We included 2 101 participants (mean age ± standard deviation []: 72.9 ± 8.1 years; 55.1% women) from the baseline assessment of the Population Health and Eye Disease Profile in Elderly Singaporeans (PIONEER) study (2017-2022). Any OI was based on a score of <11 on the 16-item identification segment of the Sniffin' Sticks test battery; subcategorized into hyposmia (score 9-10) and anosmia (score ≤8). Sociodemographic, clinical, and lifestyle risk determinants, health indicators (health-related quality of life, depressive symptoms, daily caloric intake, frailty, and cognitive impairment), and economic outcomes (healthcare expenditure, productivity loss) were assessed via standardized clinical testing and validated questionnaires. Multivariable logistic and linear regression models were utilized to explore the risk factor profile of OI across its severity spectrum and its impact on health indicators and economic outcomes.
The census-adjusted prevalence of any OI, hyposmia, and anosmia were 34.0%, 20.5%, and 13.5%, respectively. Older age and male gender were associated with increased likelihood of hyposmia and anosmia, while the presence of diabetes and >4 days/week alcohol consumption were associated with increased odds of having anosmia only (all < .05).
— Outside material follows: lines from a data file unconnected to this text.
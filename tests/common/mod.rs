//! Common test utilities

use sqlx::postgres::PgPoolOptions;
use sqlx::PgPool;

/// Connect to the test database.
///
/// Tests isolate themselves with fresh ids (orders, subscription
/// groups), so no table wiping is needed and tests can run in parallel.
pub async fn setup_test_db() -> PgPool {
    dotenvy::dotenv().ok();
    let database_url =
        std::env::var("DATABASE_URL").expect("DATABASE_URL must be set for tests");

    PgPoolOptions::new()
        .max_connections(5)
        .connect(&database_url)
        .await
        .expect("failed to connect to DB")
}
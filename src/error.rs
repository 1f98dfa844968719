//! Error handling module
//!
//! Centralized error types and HTTP response conversion.

use std::sync::OnceLock;

use axum::http::StatusCode;
use axum::response::{IntoResponse, Response};
use axum::Json;
use chrono::{DateTime, Utc};
use serde::Serialize;

use crate::domain::DomainError;
use crate::event_store::EventStoreError;
use crate::projection::ProjectionError;

/// Application-wide Result type
pub type AppResult<T> = Result<T, AppError>;

/// Whether error responses carry the underlying cause. Set once at
/// startup from `logger.debug`.
static DEBUG_ERRORS: OnceLock<bool> = OnceLock::new();

pub fn set_debug_errors(enabled: bool) {
    let _ = DEBUG_ERRORS.set(enabled);
}

fn debug_errors() -> bool {
    *DEBUG_ERRORS.get().unwrap_or(&false)
}

/// Application error types
#[derive(Debug, thiserror::Error)]
pub enum AppError {
    /// Request shape is invalid
    #[error("validation error: {0}")]
    Validation(String),

    /// A command pre-condition was violated
    #[error(transparent)]
    Domain(#[from] DomainError),

    #[error(transparent)]
    EventStore(#[from] EventStoreError),

    #[error(transparent)]
    Projection(#[from] ProjectionError),

    #[error("serialization error: {0}")]
    Serialization(#[from] serde_json::Error),

    #[error("database error: {0}")]
    Database(#[from] sqlx::Error),

    #[error("internal error: {0}")]
    Internal(String),
}

/// Error response envelope
#[derive(Debug, Serialize)]
pub struct ErrorResponse {
    pub status: u16,
    pub error: String,
    #[serde(skip_serializing_if = "Option::is_none")]
    pub message: Option<String>,
    pub timestamp: DateTime<Utc>,
}

impl AppError {
    fn status_code(&self) -> StatusCode {
        match self {
            AppError::Validation(_) => StatusCode::BAD_REQUEST,

            AppError::Domain(DomainError::OrderNotFound) => StatusCode::NOT_FOUND,
            AppError::Domain(_) => StatusCode::BAD_REQUEST,

            AppError::EventStore(EventStoreError::StreamNotFound(_)) => StatusCode::NOT_FOUND,
            AppError::EventStore(EventStoreError::Database(err))
            | AppError::Database(err)
                if is_timeout(err) =>
            {
                StatusCode::REQUEST_TIMEOUT
            }

            _ => StatusCode::INTERNAL_SERVER_ERROR,
        }
    }
}

fn is_timeout(err: &sqlx::Error) -> bool {
    matches!(err, sqlx::Error::PoolTimedOut)
}

impl IntoResponse for AppError {
    fn into_response(self) -> Response {
        let status = self.status_code();

        if status.is_server_error() {
            tracing::error!(error = ?self, "request failed");
        }

        // The cause chain is only exposed when debug logging is on
        let message = if debug_errors() {
            std::error::Error::source(&self).map(|source| source.to_string())
        } else {
            None
        };

        let body = ErrorResponse {
            status: status.as_u16(),
            error: self.to_string(),
            message,
            timestamp: Utc::now(),
        };

        (status, Json(body)).into_response()
    }
}
//! Search-index projection
//!
//! Maintains the full-text read model. ORDER_CREATED indexes a fresh
//! document; every other event is a read-modify-write of the stored
//! document followed by a re-index.

use async_trait::async_trait;

use crate::aggregate::order_id_from_stream;
use crate::domain::{total_price, DecodeError, OrderEvent};
use crate::event_store::Event;

use super::error::ProjectionError;
use super::order_projection::OrderProjection;
use super::projector::ProjectionHandler;
use super::search_store::OrderSearchRepository;

pub struct SearchProjection {
    repo: OrderSearchRepository,
    group: String,
}

impl SearchProjection {
    pub fn new(repo: OrderSearchRepository, group: impl Into<String>) -> Self {
        Self {
            repo,
            group: group.into(),
        }
    }

    async fn load_document(&self, order_id: &str) -> Result<OrderProjection, ProjectionError> {
        self.repo
            .get_by_id(order_id)
            .await?
            .ok_or_else(|| ProjectionError::NotFound(order_id.to_string()))
    }
}

#[async_trait]
impl ProjectionHandler for SearchProjection {
    fn name(&self) -> &'static str {
        "search-index"
    }

    fn group(&self) -> &str {
        &self.group
    }

    async fn when(&self, event: &Event) -> Result<(), ProjectionError> {
        let order_id = order_id_from_stream(&event.aggregate_id);

        let domain_event = match OrderEvent::from_stored(&event.event_type, &event.data) {
            Ok(domain_event) => domain_event,
            Err(DecodeError::InvalidEventType(event_type)) => {
                tracing::warn!(
                    projection = self.name(),
                    event_type,
                    "unknown event type, skipping"
                );
                return Ok(());
            }
            Err(err) => return Err(err.into()),
        };

        match domain_event {
            OrderEvent::Created {
                shop_items,
                account_email,
                delivery_address,
            } => {
                let document = OrderProjection {
                    order_id,
                    total_price: total_price(&shop_items),
                    shop_items,
                    account_email,
                    delivery_address,
                    ..Default::default()
                };
                self.repo.index(&document).await
            }

            OrderEvent::Paid(payment) => {
                let mut document = self.load_document(&order_id).await?;
                document.paid = true;
                document.payment = Some(payment);
                self.repo.index(&document).await
            }

            OrderEvent::Submitted => {
                let mut document = self.load_document(&order_id).await?;
                document.submitted = true;
                self.repo.index(&document).await
            }

            OrderEvent::ShoppingCartUpdated { shop_items } => {
                let mut document = self.load_document(&order_id).await?;
                document.total_price = total_price(&shop_items);
                document.shop_items = shop_items;
                self.repo.index(&document).await
            }

            OrderEvent::Canceled { cancel_reason } => {
                let mut document = self.load_document(&order_id).await?;
                document.canceled = true;
                document.completed = false;
                document.cancel_reason = cancel_reason;
                self.repo.index(&document).await
            }

            OrderEvent::Completed { delivery_timestamp } => {
                let mut document = self.load_document(&order_id).await?;
                document.completed = true;
                document.canceled = false;
                document.delivered_time = Some(delivery_timestamp);
                self.repo.index(&document).await
            }

            OrderEvent::DeliveryAddressChanged { delivery_address } => {
                let mut document = self.load_document(&order_id).await?;
                document.delivery_address = delivery_address;
                self.repo.index(&document).await
            }
        }
    }
}
//! Domain module
//!
//! Order entity, domain events and business-rule errors.

pub mod context;
pub mod error;
pub mod events;
pub mod order;

pub use context::OperationContext;
pub use error::DomainError;
pub use events::{DecodeError, OrderEvent};
pub use order::{total_price, Order, Payment, ShopItem};
//! orderflow Library
//!
//! Re-exports modules for integration testing and external use.

pub mod aggregate;
pub mod api;
pub mod config;
pub mod db;
pub mod domain;
pub mod error;
pub mod event_store;
pub mod handlers;
pub mod projection;
pub mod queries;

pub use config::Config;
pub use error::{AppError, AppResult};
pub use domain::{DomainError, OperationContext, Order, OrderEvent, Payment, ShopItem};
Both hyposmia and anosmia were also associated with more than twofold increased odds of having CI.
Over a third of our community-dwelling older Singaporean population had OI, with 1-in-10 experiencing total olfaction loss. Those with OI had more than double the odds of having CI, regardless of its severity. Our results suggest the importance of community-based programs aimed at detecting and delaying the progression of OI in high-risk individuals.
关于嗅觉障碍(OI)在亚洲人群中的患病率、危险因素及其对关键健康指标和经济结局的影响,相关数据匮乏。我们旨在针对社区居住的老年人群填补这些空白。
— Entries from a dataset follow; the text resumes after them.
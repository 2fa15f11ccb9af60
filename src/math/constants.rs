//! Magic constants for the tick <-> sqrt-price bit-table, carried over
//! from the canonical Uniswap v3 `TickMath` table. The table entries are
//! Q128.128 values (`sqrt(1.0001^(2^i)) * 2^128`), independent of the
//! final fixed-point scale the caller wants, so they port unchanged from
//! a Q64.96 host to the Q64.64 one this crate uses; only the final
//! right-shift amount in `tick_math` changes.

use alloy_primitives::U256;

pub const U256_1: U256 = U256::from_limbs([1, 0, 0, 0]);
pub const U256_2: U256 = U256::from_limbs([2, 0, 0, 0]);
pub const U256_3: U256 = U256::from_limbs([3, 0, 0, 0]);

pub const FIXED_POINT64_RESOLUTION: u8 = 64;
pub const U256_MAX_TICK: U256 = U256::from_limbs([887272, 0, 0, 0]);

pub const FIXED_POINT128_RESOLUTION: u8 = 128;
pub const Q128: U256 = U256::from_limbs([0, 0, 1, 0]);

pub const U256_4: U256 = U256::from_limbs([4, 0, 0, 0]);
pub const U256_8: U256 = U256::from_limbs([8, 0, 0, 0]);
pub const U256_16: U256 = U256::from_limbs([16, 0, 0, 0]);
pub const U256_32: U256 = U256::from_limbs([32, 0, 0, 0]);
pub const U256_64: U256 = U256::from_limbs([64, 0, 0, 0]);
pub const U256_128: U256 = U256::from_limbs([128, 0, 0, 0]);
pub const U256_256: U256 = U256::from_limbs([256, 0, 0, 0]);
pub const U256_512: U256 = U256::from_limbs([512, 0, 0, 0]);
pub const U256_1024: U256 = U256::from_limbs([1024, 0, 0, 0]);
pub const U256_2048: U256 = U256::from_limbs([2048, 0, 0, 0]);
pub const U256_4096: U256 = U256::from_limbs([4096, 0, 0, 0]);
pub const U256_8192: U256 = U256::from_limbs([8192, 0, 0, 0]);
pub const U256_16384: U256 = U256::from_limbs([16384, 0, 0, 0]);
pub const U256_32768: U256 = U256::from_limbs([32768, 0, 0, 0]);
pub const U256_65536: U256 = U256::from_limbs([65536, 0, 0, 0]);
pub const U256_131072: U256 = U256::from_limbs([131072, 0, 0, 0]);
pub const U256_262144: U256 = U256::from_limbs([262144, 0, 0, 0]);
pub const U256_524288: U256 = U256::from_limbs([524288, 0, 0, 0]);
//! Tick <-> Q64.64 sqrt-price conversion.
//!
//! `tick_to_sqrt_price_x64` ports Uniswap V3's `get_sqrt_ratio_at_tick`
//! bit-table verbatim: the per-bit magic constants are Q128.128 values
//! independent of the output scale, so only the final shift (64 instead
//! of 32) changes. `sqrt_price_to_tick_x64` deliberately does *not* port
//! the upstream `get_tick_at_sqrt_ratio` MSB/log2 bit-scan, which would
//! be too easy to silently mis-port without a compiler to check it.
//! Instead it takes a floating-point estimate and self-corrects it
//! against `tick_to_sqrt_price_x64` until the bracketing invariant holds
//! exactly, which gives the same integer-exact guarantee.

use super::constants::*;
use alloy_primitives::U256;

pub const MIN_TICK: i32 = -887272;
pub const MAX_TICK: i32 = -MIN_TICK;

/// `floor(sqrt(1.0001^tick) * 2^64)`, clamping out-of-range ticks to the
/// nearest bound rather than aborting.
pub fn tick_to_sqrt_price_x64(tick: i32) -> U256 {
    let tick = tick.clamp(MIN_TICK, MAX_TICK);
    let abs_tick: U256 = U256::from(tick.unsigned_abs());

    let mut ratio = if abs_tick & U256_1 != U256::ZERO {
        U256::from_limbs([12262481743371124737, 18445821805675392311, 0, 0])
    } else {
        U256::from_limbs([0, 0, 1, 0])
    };

    if !(abs_tick & U256_2).is_zero() {
        ratio = (ratio * U256::from_limbs([6459403834229662010, 18444899583751176498, 0, 0])) >> 128
    }
    if !(abs_tick & U256_4).is_zero() {
        ratio = (ratio * U256::from_limbs([17226890335427755468, 18443055278223354162, 0, 0])) >> 128
    }
    if !(abs_tick & U256_8).is_zero() {
        ratio = (ratio * U256::from_limbs([2032852871939366096, 18439367220385604838, 0, 0])) >> 128
    }
    if !(abs_tick & U256_16).is_zero() {
        ratio = (ratio * U256::from_limbs([14545316742740207172, 18431993317065449817, 0, 0])) >> 128
    }
    if !(abs_tick & U256_32).is_zero() {
        ratio = (ratio * U256::from_limbs([5129152022828963008, 18417254355718160513, 0, 0])) >> 128
    }
    if !(abs_tick & U256_64).is_zero() {
        ratio = (ratio * U256::from_limbs([4894419605888772193, 18387811781193591352, 0, 0])) >> 128
    }
    if !(abs_tick & U256_128).is_zero() {
        ratio = (ratio * U256::from_limbs([1280255884321894483, 18329067761203520168, 0, 0])) >> 128
    }
    if !(abs_tick & U256_256).is_zero() {
        ratio = (ratio * U256::from_limbs([15924666964335305636, 18212142134806087854, 0, 0])) >> 128
    }
    if !(abs_tick & U256_512).is_zero() {
        ratio = (ratio * U256::from_limbs([8010504389359918676, 17980523815641551639, 0, 0])) >> 128
    }
    if !(abs_tick & U256_1024).is_zero() {
        ratio = (ratio * U256::from_limbs([10668036004952895731, 17526086738831147013, 0, 0])) >> 128
    }
    if !(abs_tick & U256_2048).is_zero() {
        ratio = (ratio * U256::from_limbs([4878133418470705625, 16651378430235024244, 0, 0])) >> 128
    }
    if !(abs_tick & U256_4096).is_zero() {
        ratio = (ratio * U256::from_limbs([9537173718739605541, 15030750278693429944, 0, 0])) >> 128
    }
    if !(abs_tick & U256_8192).is_zero() {
        ratio = (ratio * U256::from_limbs([9972618978014552549, 12247334978882834399, 0, 0])) >> 128
    }
    if !(abs_tick & U256_16384).is_zero() {
        ratio = (ratio * U256::from_limbs([10428997489610666743, 8131365268884726200, 0, 0])) >> 128
    }
    if !(abs_tick & U256_32768).is_zero() {
        ratio = (ratio * U256::from_limbs([9305304367709015974, 3584323654723342297, 0, 0])) >> 128
    }
    if !(abs_tick & U256_65536).is_zero() {
        ratio = (ratio * U256::from_limbs([14301143598189091785, 696457651847595233, 0, 0])) >> 128
    }
    if !(abs_tick & U256_131072).is_zero() {
        ratio = (ratio * U256::from_limbs([7393154844743099908, 26294789957452057, 0, 0])) >> 128
    }
    if !(abs_tick & U256_262144).is_zero() {
        ratio = (ratio * U256::from_limbs([2209338891292245656, 37481735321082, 0, 0])) >> 128
    }
    if !(abs_tick & U256_524288).is_zero() {
        ratio = (ratio * U256::from_limbs([10518117631919034274, 76158723, 0, 0])) >> 128
    }

    if tick > 0 {
        ratio = U256::MAX / ratio;
    }

    // Q128.128 -> Q64.64, strict floor (no rounding-up correction: the
    // spec requires floor, and the sequence is already monotone).
    ratio >> (FIXED_POINT128_RESOLUTION - FIXED_POINT64_RESOLUTION)
}

/// Approximate `log2(x)` for a U256 treated as an integer, used only to
/// seed the self-correcting search below. Precision loss here is fine;
/// the subsequent bracket check makes the final tick exact.
fn approx_log2(x: U256) -> f64 {
    if x.is_zero() {
        return f64::NEG_INFINITY;
    }
    let bits = 256 - x.leading_zeros();
    // Take the top 64 bits as a mantissa to get sub-integer precision.
    let shift = bits.saturating_sub(64);
    let top = (x >> shift).to::<u64>() as f64;
    (bits as f64 - 64.0) + top.log2()
}

/// `floor(log(sqrtX64 / 2^64) * 2 / log(1.0001))`, returning 0 when
/// `sqrt_price <= 0`. The floating-point estimate is corrected against
/// `tick_to_sqrt_price_x64` so the returned tick always satisfies the
/// data-model bracketing invariant exactly.
pub fn sqrt_price_to_tick_x64(sqrt_price: U256) -> i32 {
    if sqrt_price.is_zero() {
        return 0;
    }

    let log2_price = approx_log2(sqrt_price) - FIXED_POINT64_RESOLUTION as f64;
    let log2_base = 1.0001_f64.log2();
    let estimate = (2.0 * log2_price / log2_base).floor();

    let mut tick = (estimate as i64).clamp(MIN_TICK as i64, MAX_TICK as i64) as i32;

    // Self-correct: walk until tick_to_sqrt_price(tick) <= sqrt_price <
    // tick_to_sqrt_price(tick + 1). Floating point error here is at most
    // a handful of ticks even at the extremes of the range, so this loop
    // terminates quickly.
    loop {
        let lower = tick_to_sqrt_price_x64(tick);
        if sqrt_price < lower {
            if tick <= MIN_TICK {
                break;
            }
            tick -= 1;
            continue;
        }
        if tick >= MAX_TICK {
            break;
        }
        let upper = tick_to_sqrt_price_x64(tick + 1);
        if sqrt_price >= upper {
            tick += 1;
            continue;
        }
        break;
    }

    tick
}

#[cfg(test)]
mod tests {
    use super::*;

    #[test]
    fn monotone_over_range() {
        let mut prev = tick_to_sqrt_price_x64(MIN_TICK);
        for t in (MIN_TICK + 1..=MAX_TICK).step_by(2003) {
            let cur = tick_to_sqrt_price_x64(t);
            assert!(cur >= prev, "not monotone at tick {t}");
            prev = cur;
        }
    }

    #[test]
    fn round_trip_small_ticks() {
        for t in -500..500 {
            let p = tick_to_sqrt_price_x64(t);
            assert_eq!(sqrt_price_to_tick_x64(p), t, "round trip failed at tick {t}");
        }
    }

    #[test]
    fn tick_zero_is_one() {
        // sqrt(1.0001^0) * 2^64 == 2^64 exactly.
        let one_x64 = U256::from(1u64) << 64;
        assert_eq!(tick_to_sqrt_price_x64(0), one_x64);
    }

    #[test]
    fn zero_price_maps_to_zero_tick() {
        assert_eq!(sqrt_price_to_tick_x64(U256::ZERO), 0);
    }
}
我们纳入了新加坡老年人人口健康与眼病概况研究(PIONEER,2017 - 2022年)基线评估中的2101名参与者(平均年龄±标准差:72.9±8.1岁;女性占55.1%)。任何嗅觉障碍均基于嗅觉棒测试组16项识别部分得分<11分;进一步分为嗅觉减退(得分9 - 10分)和嗅觉丧失(得分≤8分)。通过标准化临床测试和经过验证的问卷评估社会人口统计学、临床和生活方式风险决定因素、健康指标(与健康相关的生活质量、抑郁症状、每日热量摄入、虚弱和认知障碍)以及经济结局(医疗保健支出、生产力损失)。采用多变量逻辑回归和线性回归模型,探讨嗅觉障碍在其严重程度范围内的危险因素概况及其对健康指标和经济结局的影响。
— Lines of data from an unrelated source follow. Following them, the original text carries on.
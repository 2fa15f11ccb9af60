pub mod constants;
pub mod full_math;
pub mod tick_math;

pub use full_math::{mul_div_ceil, mul_div_floor, submod};
pub use tick_math::{sqrt_price_to_tick_x64, tick_to_sqrt_price_x64, MAX_TICK, MIN_TICK};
经人口普查调整后的任何嗅觉障碍、嗅觉减退和嗅觉丧失的患病率分别为34.0%、20.5%和13.5%。年龄较大和男性与嗅觉减退和嗅觉丧失的可能性增加相关,而患有糖尿病和每周饮酒超过4天仅与嗅觉丧失的几率增加相关(均P<0.05)。嗅觉减退和嗅觉丧失也均与认知障碍几率增加两倍以上相关。
在我们社区居住的新加坡老年人群中,超过三分之一患有嗅觉障碍,十分之一的人嗅觉完全丧失。无论嗅觉障碍的严重程度如何,患有嗅觉障碍的人患认知障碍的几率都增加了一倍多。我们的结果表明,开展以社区为基础的项目来检测和延缓高危个体嗅觉障碍的进展具有重要意义。